PÂTE BRISÉE (PÂTE SABLER) Short Paste. Basic piecrust dough made from flour, salt, butter, and ice water.
PÂTE SUCRÉE Sweet version of Pâte Brisée, with the addition of sugar and usually an egg yolk.
SABLER Literally means “to reduce to sand.” This refers to the process of breaking the butter into the flour/salt mixture when making Pâte Brisée. The butter is reduced to approximately pea size.
PAPILLON The process of adding the ice water when making Pâte Brisée. Make a trough down the center of the flour/butter mixture, adding the water 1 tablespoon at a time, and then fluffing or “butterflying” the water into the flour/butter mixture.

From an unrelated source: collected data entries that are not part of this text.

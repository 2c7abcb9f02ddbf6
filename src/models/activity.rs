use serde::{Deserialize, Serialize};
use chrono::NaiveDate;
use std::fmt;
use std::str::FromStr;

#[derive(Serialize, Deserialize, Debug, Clone, Copy, PartialEq, Eq)]
pub enum ActivityCategory {
    Work,
    Study,
    Sleep,
    Other,
}

impl ActivityCategory {
    pub fn as_str(&self) -> &'static str {
        match self {
            ActivityCategory::Work => "Work",
            ActivityCategory::Study => "Study",
            ActivityCategory::Sleep => "Sleep",
            ActivityCategory::Other => "Other",
        }
    }
}

impl fmt::Display for ActivityCategory {
    fn fmt(&self, f: &mut fmt::Formatter<'_>) -> fmt::Result {
        f.write_str(self.as_str())
    }
}

impl FromStr for ActivityCategory {
    type Err = String;

    fn from_str(s: &str) -> Result<Self, Self::Err> {
        match s {
            "Work" => Ok(ActivityCategory::Work),
            "Study" => Ok(ActivityCategory::Study),
            "Sleep" => Ok(ActivityCategory::Sleep),
            "Other" => Ok(ActivityCategory::Other),
            other => Err(format!("unknown activity category '{}'", other)),
        }
    }
}

#[derive(Serialize, Deserialize, Debug, Clone, PartialEq)]
pub struct Activity {
    pub activity_id: i64,
    pub user_id: i64,
    #[serde(rename = "activity_title")]
    pub title: String,
    #[serde(rename = "activity_type")]
    pub category: ActivityCategory,
    pub duration_min: i32,
    pub date: NaiveDate,
}

/// Writable fields of an activity, shared by insert and update.
#[derive(Debug, Clone, PartialEq)]
pub struct ActivityFields {
    pub title: String,
    pub category: ActivityCategory,
    pub duration_min: i32,
    pub date: NaiveDate,
}

impl ActivityFields {
    pub fn into_activity(self, activity_id: i64, user_id: i64) -> Activity {
        Activity {
            activity_id,
            user_id,
            title: self.title,
            category: self.category,
            duration_min: self.duration_min,
            date: self.date,
        }
    }
}

#[cfg(test)]
mod tests {
    use super::*;

    #[test]
    fn uses_wire_field_names() {
        let activity = ActivityFields {
            title: "Standup".to_string(),
            category: ActivityCategory::Work,
            duration_min: 15,
            date: NaiveDate::from_ymd_opt(2024, 1, 2).unwrap(),
        }
        .into_activity(3, 9);

        let json = serde_json::to_value(&activity).unwrap();
        assert_eq!(json["activity_title"], "Standup");
        assert_eq!(json["activity_type"], "Work");
        assert_eq!(json["date"], "2024-01-02");
    }

    #[test]
    fn category_round_trips_through_text() {
        for category in [ActivityCategory::Work, ActivityCategory::Study, ActivityCategory::Sleep, ActivityCategory::Other] {
            assert_eq!(category.to_string().parse::<ActivityCategory>(), Ok(category));
        }
        assert!("work".parse::<ActivityCategory>().is_err());
    }
}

FRAISAGE Taking the heal of your hand and gently pushing the dough out parallel to the counter. This helps to create layers of butter and dough. This is the final step in making Pâte Brisée.
A BLANC Blind baking. Baking a piecrust without a filling. You can either dock the crust and bake it or you can place foil or parchment paper on top of the crust and fill it with pie weights or you can do both.
CRIMP or FLUTE The decorative edge on the rim of a pie. It also helps to seal a double-crusted pie.
DOCK To make holes all over the crust to keep it from puckering up while baking. You would not dock a crust to be filled with a very liquid filling.
BARQUETTE Small mold in the shape of a boat.